- [Work order]: Among the entries below, one stretch runs from the line that contains "angle, not starting" through the line that contains "so the next". Repeat that stretch exactly, ends included, and only that.

*** Exercise data Section Begins ***

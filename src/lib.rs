pub mod angle;
pub mod cli;
pub mod config;
pub mod error;
pub mod event;
pub mod gpio;
pub mod instance;
pub mod launcher;
pub mod servo;
pub mod worker;

#[cfg(test)]
pub(crate) mod mock;

pub use crate::angle::{Angle, Request};
pub use crate::config::Config;
pub use crate::error::ServoError;

use std::time::Duration;

use embedded_hal::delay::DelayNs;

/// A GPIO line the servo pulse train can be written to.
///
/// Besides driving the line high and low, the owner must be able to stop
/// driving it altogether, leaving the pin as an input.
pub trait ServoLine: embedded_hal::digital::OutputPin {
    fn set_input(&mut self) -> Result<(), Self::Error>;
}

/// Blocking delay backed by the OS scheduler.
///
/// Sleeps are best effort: overruns are not compensated, so each PWM cycle
/// can come out slightly longer than requested.
#[derive(Debug, Default, Clone, Copy)]
pub struct StdDelay;

impl DelayNs for StdDelay {
    #[inline]
    fn delay_ns(&mut self, ns: u32) {
        std::thread::sleep(Duration::from_nanos(u64::from(ns)));
    }
}

pub fn init() {
    env_logger::Builder::from_env(env_logger::Env::default().default_filter_or("warn"))
        .format_timestamp_millis()
        .init();
}
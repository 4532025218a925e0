use std::process::{Command, Stdio};

use anyhow::{Context, Result};

use crate::angle::{Angle, Request};
use crate::cli;
use crate::config::{Config, EXIT_POLL_INTERVAL};
use crate::instance::{self, InstanceRecord, ProcessControl, Supersession};

#[derive(Debug, Clone, Copy, PartialEq, Eq)]
pub enum Launch {
    /// Nothing was started; any previous worker has been stopped.
    Stopped,
    /// A worker for the angle is running with this pid.
    Spawned { angle: Angle, pid: u32 },
}

/// Stops the previous worker, then starts a new one unless `request` is a
/// stop.
///
/// The previous worker's exit is confirmed before the new worker exists, so
/// the two never hold the line at once.
pub fn launch<P, S>(config: &Config, request: Request, processes: &mut P, spawn: S) -> Result<Launch>
where
    P: ProcessControl,
    S: FnOnce(&Config, Angle) -> Result<u32>,
{
    let record = InstanceRecord::new(&config.pid_file);
    match instance::supersede(&record, processes, EXIT_POLL_INTERVAL) {
        Supersession::Superseded(pid) => log::info!("Superseded worker {}", pid),
        Supersession::Denied(pid) => log::warn!("Worker {} may still be driving the line", pid),
        Supersession::FirstRun | Supersession::Stale(_) => {}
    }

    match request {
        Request::Stop => {
            log::debug!("Negative angle, not starting a worker");
            Ok(Launch::Stopped)
        }
        Request::Hold(angle) => {
            let pid = spawn(config, angle)?;
            // Recorded here as well as by the worker itself, so the next
            // invocation finds it even if the worker has not got that far.
            if let Err(e) = record.write(pid) {
                log::warn!("{}", e);
            }
            log::info!("Worker {} started for {}", pid, angle);
            Ok(Launch::Spawned { angle, pid })
        }
    }
}

/// Starts this executable again as a detached worker.
pub fn spawn_worker(config: &Config, angle: Angle) -> Result<u32> {
    let exe = std::env::current_exe().context("Could not locate own executable")?;
    let child = Command::new(&exe)
        .args(cli::worker_args(config, angle))
        .stdin(Stdio::null())
        .stdout(Stdio::null())
        .spawn()
        .with_context(|| format!("Could not start worker {}", exe.display()))?;
    Ok(child.id())
}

*** Exercise data Section Ends ***

- [Answer to this problem]:
            log::debug!("Negative angle, not starting a worker");
            Ok(Launch::Stopped)
        }
        Request::Hold(angle) => {
            let pid = spawn(config, angle)?;
            // Recorded here as well as by the worker itself, so the next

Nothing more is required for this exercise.